Work to complete
Filter the listing below for "less" and report every line that has it.

Task inputs
● ● ● ● ●

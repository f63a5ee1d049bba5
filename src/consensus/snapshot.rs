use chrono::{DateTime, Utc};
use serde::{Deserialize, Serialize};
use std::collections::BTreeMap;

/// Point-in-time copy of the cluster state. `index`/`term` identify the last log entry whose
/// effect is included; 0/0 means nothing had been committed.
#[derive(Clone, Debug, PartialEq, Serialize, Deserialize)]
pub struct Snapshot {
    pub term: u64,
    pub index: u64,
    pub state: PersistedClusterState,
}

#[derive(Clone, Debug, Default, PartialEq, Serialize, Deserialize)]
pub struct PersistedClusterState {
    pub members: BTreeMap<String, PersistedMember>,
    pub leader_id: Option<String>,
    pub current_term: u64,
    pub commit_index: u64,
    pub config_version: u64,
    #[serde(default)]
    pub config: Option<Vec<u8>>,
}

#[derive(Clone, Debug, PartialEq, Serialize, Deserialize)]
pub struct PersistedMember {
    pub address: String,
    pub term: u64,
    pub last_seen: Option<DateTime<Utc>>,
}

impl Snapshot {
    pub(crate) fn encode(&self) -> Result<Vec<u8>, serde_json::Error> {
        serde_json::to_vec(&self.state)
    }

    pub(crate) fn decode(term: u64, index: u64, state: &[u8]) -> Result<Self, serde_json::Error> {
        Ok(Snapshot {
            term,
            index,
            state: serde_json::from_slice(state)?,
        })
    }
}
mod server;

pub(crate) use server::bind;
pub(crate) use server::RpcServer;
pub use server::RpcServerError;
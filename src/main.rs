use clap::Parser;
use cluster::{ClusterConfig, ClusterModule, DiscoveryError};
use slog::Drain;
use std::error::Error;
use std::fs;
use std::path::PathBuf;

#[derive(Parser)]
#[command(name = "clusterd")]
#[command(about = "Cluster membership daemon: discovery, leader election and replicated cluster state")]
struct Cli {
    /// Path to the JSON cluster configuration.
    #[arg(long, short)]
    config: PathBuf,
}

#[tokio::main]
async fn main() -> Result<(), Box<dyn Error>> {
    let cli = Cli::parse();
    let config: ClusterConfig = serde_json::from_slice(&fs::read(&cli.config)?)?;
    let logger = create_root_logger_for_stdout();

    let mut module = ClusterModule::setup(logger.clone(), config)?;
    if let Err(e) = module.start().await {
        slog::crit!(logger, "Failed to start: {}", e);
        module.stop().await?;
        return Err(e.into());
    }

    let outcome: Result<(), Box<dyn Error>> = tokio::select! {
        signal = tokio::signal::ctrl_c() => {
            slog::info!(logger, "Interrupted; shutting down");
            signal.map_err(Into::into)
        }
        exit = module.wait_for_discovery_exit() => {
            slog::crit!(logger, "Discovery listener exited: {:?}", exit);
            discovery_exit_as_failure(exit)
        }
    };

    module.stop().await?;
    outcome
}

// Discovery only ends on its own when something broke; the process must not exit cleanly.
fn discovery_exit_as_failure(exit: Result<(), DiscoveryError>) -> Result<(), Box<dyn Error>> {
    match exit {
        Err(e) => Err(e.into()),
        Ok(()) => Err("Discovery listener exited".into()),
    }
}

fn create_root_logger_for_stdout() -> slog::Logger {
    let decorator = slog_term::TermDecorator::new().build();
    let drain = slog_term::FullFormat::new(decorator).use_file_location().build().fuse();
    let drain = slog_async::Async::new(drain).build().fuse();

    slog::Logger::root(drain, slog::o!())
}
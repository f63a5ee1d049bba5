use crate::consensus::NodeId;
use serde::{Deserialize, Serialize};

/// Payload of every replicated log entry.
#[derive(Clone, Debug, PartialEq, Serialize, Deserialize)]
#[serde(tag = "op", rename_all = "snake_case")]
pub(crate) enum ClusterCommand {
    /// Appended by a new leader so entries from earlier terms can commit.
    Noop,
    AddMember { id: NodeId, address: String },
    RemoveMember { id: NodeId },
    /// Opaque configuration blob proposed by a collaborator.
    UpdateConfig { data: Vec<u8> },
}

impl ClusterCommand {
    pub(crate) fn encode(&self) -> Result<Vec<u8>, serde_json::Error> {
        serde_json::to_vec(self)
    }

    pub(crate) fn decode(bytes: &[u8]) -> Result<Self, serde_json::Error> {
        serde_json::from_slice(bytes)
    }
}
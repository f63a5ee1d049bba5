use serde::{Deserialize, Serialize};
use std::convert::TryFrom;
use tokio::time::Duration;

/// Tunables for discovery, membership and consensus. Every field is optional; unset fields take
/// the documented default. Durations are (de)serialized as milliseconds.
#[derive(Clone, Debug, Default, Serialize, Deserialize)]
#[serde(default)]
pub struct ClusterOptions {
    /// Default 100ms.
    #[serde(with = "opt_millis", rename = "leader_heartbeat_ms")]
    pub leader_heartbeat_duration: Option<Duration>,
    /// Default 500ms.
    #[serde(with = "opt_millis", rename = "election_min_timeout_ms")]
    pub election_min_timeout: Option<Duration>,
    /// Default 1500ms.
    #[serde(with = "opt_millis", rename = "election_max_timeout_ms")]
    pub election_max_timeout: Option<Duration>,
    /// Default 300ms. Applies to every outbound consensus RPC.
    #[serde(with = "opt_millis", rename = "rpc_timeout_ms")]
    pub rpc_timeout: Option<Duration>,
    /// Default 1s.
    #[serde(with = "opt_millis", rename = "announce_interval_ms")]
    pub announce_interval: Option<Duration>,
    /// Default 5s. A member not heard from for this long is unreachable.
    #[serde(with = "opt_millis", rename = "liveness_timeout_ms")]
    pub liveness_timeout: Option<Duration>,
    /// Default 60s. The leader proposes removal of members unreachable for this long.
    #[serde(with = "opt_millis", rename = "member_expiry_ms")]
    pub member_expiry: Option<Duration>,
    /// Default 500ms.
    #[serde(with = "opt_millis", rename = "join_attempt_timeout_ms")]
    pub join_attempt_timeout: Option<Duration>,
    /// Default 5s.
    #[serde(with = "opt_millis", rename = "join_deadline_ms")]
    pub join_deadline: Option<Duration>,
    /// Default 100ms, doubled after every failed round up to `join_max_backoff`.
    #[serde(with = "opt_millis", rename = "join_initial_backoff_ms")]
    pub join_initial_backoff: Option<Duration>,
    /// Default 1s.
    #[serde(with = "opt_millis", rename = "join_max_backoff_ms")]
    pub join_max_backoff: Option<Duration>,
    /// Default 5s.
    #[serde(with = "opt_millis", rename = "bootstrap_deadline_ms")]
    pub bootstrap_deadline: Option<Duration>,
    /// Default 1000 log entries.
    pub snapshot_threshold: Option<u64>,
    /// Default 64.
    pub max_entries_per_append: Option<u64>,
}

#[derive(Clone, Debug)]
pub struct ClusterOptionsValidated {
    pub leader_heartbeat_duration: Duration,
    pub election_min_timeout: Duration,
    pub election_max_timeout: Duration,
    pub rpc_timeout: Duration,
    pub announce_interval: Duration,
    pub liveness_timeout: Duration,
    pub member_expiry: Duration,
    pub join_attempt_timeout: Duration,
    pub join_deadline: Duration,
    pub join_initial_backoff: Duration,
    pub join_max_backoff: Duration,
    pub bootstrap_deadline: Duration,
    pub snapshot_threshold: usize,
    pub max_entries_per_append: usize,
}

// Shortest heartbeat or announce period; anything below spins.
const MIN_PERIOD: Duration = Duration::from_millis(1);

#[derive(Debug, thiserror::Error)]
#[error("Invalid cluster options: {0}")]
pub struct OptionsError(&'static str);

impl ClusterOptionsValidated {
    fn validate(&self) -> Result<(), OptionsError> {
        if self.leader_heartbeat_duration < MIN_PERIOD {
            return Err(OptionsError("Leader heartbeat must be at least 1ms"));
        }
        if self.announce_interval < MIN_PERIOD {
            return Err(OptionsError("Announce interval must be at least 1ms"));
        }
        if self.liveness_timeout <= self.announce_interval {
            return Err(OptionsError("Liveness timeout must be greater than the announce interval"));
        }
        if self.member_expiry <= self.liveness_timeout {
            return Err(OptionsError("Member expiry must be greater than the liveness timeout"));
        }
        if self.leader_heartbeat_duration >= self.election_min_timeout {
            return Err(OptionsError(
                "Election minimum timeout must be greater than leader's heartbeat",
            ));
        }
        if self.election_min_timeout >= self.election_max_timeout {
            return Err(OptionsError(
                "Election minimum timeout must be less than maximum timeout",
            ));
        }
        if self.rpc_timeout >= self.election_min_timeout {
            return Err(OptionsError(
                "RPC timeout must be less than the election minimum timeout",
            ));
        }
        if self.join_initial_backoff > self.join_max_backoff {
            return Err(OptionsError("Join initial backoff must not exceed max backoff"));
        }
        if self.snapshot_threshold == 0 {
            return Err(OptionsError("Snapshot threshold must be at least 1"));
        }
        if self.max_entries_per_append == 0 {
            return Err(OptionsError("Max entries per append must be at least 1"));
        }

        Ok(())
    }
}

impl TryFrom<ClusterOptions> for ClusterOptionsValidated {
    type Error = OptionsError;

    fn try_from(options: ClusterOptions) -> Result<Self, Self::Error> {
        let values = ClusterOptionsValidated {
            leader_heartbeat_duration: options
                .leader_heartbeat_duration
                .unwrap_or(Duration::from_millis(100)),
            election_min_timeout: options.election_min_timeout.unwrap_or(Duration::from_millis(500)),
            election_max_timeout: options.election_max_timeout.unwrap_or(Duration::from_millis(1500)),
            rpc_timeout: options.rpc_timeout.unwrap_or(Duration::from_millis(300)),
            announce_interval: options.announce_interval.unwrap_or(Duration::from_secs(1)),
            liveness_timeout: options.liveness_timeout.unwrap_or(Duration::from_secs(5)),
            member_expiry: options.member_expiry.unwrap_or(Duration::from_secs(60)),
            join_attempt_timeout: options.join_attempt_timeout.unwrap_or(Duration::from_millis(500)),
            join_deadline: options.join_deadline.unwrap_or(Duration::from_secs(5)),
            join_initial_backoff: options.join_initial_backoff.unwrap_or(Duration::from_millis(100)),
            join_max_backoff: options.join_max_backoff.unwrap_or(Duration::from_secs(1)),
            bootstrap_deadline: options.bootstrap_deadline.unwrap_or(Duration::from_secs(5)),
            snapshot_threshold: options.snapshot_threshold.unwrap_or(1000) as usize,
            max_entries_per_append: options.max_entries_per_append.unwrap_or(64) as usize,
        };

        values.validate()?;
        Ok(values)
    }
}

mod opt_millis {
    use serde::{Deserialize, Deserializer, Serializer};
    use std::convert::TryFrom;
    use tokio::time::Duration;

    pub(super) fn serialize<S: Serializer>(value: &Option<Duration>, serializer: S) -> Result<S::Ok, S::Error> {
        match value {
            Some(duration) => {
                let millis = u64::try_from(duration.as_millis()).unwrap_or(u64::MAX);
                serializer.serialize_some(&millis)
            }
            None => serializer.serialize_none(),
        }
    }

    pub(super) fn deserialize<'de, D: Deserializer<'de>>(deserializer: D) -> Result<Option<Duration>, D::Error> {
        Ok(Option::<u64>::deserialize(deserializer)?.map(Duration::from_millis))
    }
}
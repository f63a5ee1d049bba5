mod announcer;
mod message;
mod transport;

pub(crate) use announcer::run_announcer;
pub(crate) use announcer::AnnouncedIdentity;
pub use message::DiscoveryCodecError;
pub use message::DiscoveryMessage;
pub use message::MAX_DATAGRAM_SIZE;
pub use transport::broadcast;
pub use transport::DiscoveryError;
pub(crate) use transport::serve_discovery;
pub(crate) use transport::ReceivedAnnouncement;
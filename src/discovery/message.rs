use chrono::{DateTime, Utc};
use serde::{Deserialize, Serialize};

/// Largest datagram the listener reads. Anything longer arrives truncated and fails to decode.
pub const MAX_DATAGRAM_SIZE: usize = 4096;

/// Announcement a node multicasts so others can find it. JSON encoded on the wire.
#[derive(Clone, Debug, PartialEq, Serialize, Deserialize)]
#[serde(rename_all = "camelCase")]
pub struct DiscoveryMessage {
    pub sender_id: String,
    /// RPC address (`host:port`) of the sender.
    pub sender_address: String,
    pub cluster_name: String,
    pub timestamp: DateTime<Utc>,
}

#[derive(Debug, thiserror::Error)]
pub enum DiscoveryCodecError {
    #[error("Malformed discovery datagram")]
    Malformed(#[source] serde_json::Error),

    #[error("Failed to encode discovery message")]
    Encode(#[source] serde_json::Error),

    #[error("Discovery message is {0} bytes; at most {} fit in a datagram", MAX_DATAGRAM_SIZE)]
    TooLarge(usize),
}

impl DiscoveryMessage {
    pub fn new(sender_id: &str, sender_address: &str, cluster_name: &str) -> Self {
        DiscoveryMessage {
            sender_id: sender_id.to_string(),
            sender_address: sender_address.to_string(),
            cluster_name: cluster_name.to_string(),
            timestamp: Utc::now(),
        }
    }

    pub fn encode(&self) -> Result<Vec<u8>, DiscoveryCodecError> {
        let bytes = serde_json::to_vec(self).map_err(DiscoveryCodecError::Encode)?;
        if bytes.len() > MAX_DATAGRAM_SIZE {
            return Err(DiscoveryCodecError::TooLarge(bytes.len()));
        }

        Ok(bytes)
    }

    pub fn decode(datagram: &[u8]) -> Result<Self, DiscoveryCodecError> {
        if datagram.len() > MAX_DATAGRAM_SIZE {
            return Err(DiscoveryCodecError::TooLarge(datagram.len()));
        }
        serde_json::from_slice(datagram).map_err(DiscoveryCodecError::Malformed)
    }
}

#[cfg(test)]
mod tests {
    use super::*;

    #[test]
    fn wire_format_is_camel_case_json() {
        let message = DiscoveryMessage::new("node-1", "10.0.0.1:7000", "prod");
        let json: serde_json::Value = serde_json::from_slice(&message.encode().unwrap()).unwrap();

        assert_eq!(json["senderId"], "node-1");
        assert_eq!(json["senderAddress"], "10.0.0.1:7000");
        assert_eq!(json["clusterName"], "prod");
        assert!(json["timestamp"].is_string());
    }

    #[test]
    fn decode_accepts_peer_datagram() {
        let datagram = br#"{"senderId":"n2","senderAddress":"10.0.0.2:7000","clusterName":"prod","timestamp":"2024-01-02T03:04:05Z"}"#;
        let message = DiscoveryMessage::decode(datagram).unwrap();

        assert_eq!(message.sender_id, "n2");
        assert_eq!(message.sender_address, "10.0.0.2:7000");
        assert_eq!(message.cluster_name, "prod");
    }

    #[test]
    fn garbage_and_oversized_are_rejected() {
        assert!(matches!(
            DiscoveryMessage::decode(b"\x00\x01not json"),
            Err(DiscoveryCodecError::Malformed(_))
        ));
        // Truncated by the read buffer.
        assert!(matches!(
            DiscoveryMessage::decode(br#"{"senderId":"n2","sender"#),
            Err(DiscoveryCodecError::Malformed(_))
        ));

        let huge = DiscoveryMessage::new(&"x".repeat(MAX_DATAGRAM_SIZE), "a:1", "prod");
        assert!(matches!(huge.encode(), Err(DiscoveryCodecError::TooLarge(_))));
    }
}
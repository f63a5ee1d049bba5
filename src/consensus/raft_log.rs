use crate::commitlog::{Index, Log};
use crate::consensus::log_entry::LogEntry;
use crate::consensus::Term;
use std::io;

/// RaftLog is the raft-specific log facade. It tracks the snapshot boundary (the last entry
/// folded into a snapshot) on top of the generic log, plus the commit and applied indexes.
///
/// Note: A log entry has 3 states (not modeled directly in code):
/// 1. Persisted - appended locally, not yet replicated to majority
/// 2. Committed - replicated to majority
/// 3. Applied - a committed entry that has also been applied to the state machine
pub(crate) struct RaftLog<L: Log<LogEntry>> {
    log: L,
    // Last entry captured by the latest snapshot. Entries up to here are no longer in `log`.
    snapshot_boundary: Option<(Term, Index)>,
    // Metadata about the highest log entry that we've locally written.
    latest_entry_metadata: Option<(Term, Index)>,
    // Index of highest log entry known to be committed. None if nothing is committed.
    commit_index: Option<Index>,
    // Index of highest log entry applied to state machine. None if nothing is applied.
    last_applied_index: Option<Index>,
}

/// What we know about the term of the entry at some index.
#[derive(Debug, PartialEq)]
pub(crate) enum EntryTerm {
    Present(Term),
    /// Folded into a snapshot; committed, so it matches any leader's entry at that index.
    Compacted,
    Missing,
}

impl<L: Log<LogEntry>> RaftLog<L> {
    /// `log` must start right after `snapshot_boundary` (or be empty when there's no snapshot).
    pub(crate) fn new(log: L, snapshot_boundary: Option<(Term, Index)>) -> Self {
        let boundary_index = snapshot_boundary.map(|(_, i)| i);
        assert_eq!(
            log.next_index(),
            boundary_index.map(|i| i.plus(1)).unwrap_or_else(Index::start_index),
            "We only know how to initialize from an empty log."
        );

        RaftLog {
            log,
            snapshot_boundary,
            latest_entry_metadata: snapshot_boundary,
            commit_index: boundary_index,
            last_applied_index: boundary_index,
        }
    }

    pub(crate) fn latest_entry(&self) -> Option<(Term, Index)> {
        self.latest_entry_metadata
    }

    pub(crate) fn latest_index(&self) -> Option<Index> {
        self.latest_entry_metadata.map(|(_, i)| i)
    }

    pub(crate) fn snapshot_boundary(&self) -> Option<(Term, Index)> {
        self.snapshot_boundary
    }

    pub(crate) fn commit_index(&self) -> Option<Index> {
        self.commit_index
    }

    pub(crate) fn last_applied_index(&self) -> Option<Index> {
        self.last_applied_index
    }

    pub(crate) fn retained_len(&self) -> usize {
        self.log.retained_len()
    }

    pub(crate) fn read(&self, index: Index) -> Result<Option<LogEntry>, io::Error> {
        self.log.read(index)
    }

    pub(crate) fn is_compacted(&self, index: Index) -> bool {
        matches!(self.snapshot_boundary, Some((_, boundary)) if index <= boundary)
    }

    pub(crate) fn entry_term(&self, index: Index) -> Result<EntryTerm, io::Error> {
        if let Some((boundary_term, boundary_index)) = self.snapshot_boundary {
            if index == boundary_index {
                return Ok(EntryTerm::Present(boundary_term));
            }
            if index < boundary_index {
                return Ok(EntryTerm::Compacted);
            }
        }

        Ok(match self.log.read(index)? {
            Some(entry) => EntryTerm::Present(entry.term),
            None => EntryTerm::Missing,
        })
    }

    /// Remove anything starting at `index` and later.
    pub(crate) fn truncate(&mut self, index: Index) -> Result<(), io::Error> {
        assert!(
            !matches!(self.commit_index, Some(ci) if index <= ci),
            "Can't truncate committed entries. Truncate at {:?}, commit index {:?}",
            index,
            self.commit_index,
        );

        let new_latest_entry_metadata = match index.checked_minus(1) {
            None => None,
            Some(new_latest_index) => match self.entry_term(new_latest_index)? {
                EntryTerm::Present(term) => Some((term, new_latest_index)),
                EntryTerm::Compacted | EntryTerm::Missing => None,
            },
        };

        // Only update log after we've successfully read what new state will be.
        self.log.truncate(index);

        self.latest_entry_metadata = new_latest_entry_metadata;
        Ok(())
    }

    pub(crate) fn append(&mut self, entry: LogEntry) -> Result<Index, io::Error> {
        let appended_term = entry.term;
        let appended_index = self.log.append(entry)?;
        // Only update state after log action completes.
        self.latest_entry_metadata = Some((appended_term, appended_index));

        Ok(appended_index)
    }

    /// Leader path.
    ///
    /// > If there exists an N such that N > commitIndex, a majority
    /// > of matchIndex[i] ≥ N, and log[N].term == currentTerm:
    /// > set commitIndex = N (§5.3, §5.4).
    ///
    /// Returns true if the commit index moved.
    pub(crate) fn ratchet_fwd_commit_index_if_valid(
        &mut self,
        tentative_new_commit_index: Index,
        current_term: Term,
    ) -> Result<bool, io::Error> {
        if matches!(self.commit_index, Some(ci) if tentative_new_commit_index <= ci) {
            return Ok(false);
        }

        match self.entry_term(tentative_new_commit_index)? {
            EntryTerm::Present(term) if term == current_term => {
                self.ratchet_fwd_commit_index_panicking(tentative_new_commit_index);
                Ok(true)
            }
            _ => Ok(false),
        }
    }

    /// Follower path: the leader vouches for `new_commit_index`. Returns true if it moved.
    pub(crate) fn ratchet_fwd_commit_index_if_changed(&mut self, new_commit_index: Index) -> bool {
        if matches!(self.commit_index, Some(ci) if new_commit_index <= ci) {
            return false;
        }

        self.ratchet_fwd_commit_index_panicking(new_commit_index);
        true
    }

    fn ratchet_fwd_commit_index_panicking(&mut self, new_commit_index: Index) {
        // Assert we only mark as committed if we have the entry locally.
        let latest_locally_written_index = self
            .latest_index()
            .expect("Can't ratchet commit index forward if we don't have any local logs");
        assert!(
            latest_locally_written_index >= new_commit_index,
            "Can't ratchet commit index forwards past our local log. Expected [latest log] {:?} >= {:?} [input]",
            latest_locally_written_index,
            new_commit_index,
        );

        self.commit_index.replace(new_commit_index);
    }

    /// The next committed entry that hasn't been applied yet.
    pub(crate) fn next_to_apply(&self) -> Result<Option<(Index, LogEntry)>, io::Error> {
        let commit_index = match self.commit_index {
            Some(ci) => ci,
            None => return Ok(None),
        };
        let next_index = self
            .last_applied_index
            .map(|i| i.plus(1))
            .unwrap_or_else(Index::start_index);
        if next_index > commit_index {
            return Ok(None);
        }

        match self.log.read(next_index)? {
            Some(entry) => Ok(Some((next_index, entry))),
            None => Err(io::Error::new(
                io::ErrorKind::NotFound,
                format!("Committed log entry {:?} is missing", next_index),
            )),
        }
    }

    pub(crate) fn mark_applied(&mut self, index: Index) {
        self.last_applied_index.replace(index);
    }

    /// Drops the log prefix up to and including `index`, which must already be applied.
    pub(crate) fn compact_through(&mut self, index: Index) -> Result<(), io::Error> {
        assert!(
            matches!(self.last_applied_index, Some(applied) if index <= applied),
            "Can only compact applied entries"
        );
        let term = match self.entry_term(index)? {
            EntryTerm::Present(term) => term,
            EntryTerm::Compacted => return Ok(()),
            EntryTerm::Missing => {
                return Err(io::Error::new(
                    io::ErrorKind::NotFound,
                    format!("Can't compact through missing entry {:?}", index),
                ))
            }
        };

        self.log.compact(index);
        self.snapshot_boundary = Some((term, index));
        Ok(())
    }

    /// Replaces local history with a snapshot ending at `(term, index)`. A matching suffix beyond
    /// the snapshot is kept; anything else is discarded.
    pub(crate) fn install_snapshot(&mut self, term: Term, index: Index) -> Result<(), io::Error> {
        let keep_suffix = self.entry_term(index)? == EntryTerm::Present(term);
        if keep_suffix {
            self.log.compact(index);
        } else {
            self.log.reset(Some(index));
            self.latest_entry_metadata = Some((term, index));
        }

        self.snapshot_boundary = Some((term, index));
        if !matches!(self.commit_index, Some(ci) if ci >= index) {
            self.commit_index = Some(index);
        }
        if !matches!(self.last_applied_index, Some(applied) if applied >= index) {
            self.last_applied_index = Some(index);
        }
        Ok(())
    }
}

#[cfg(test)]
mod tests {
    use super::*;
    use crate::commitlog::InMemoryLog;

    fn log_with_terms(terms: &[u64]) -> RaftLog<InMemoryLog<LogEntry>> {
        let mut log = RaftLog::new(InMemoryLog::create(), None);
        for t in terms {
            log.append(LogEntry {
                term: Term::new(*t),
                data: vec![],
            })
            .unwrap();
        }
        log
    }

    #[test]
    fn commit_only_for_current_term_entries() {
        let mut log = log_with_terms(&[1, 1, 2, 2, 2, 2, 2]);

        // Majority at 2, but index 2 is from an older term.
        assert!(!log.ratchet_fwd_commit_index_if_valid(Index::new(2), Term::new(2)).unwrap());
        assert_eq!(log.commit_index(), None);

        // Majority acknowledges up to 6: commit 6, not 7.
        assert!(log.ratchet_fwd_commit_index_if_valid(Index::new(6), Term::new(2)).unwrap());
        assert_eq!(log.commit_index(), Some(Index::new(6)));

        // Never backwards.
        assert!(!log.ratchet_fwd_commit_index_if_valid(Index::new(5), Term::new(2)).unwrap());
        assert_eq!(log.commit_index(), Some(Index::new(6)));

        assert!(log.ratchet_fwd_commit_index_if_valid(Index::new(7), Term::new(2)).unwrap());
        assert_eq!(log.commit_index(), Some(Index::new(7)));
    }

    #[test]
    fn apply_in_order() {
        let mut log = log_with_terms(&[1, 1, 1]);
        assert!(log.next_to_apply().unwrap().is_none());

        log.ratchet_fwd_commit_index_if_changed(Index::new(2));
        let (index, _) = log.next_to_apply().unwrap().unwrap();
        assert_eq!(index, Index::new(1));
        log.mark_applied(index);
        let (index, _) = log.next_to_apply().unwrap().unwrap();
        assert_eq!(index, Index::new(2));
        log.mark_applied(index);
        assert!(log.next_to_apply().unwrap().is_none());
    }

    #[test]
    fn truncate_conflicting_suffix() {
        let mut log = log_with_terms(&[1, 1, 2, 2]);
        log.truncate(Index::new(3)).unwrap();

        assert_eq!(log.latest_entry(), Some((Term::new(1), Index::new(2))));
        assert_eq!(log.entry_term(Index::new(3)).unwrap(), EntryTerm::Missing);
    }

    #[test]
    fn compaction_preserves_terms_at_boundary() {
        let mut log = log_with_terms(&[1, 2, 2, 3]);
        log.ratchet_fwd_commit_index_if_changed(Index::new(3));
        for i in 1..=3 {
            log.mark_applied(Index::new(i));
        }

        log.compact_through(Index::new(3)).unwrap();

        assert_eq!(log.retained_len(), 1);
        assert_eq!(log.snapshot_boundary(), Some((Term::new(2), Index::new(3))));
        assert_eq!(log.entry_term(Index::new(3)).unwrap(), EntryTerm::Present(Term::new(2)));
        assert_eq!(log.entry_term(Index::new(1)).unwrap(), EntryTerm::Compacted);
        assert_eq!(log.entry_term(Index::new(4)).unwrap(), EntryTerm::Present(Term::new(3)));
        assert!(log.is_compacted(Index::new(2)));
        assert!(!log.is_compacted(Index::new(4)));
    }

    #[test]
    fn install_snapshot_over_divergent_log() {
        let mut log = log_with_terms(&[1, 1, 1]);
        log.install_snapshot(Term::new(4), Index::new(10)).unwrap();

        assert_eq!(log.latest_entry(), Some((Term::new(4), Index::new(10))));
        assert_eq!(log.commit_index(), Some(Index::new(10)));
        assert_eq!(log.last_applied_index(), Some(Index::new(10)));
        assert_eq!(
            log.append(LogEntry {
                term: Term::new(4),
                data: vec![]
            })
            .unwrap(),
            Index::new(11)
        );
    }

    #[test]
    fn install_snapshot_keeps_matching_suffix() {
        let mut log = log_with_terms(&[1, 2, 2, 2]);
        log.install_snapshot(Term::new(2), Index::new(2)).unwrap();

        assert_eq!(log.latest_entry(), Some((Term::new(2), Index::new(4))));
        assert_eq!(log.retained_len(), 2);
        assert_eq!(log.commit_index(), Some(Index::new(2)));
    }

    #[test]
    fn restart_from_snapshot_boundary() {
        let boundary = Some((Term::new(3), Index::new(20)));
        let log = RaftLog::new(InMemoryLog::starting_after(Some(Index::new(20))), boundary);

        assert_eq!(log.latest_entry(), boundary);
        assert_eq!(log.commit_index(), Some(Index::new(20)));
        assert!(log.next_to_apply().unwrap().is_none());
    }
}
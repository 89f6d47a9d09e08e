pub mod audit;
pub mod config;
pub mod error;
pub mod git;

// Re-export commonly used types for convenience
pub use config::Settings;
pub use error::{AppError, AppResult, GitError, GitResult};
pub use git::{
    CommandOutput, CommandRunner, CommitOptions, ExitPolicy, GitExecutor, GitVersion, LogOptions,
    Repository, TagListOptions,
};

● ● ● ● ●

Answer to this problem
                "Election minimum timeout must be less than maximum timeout",
                "RPC timeout must be less than the election minimum timeout",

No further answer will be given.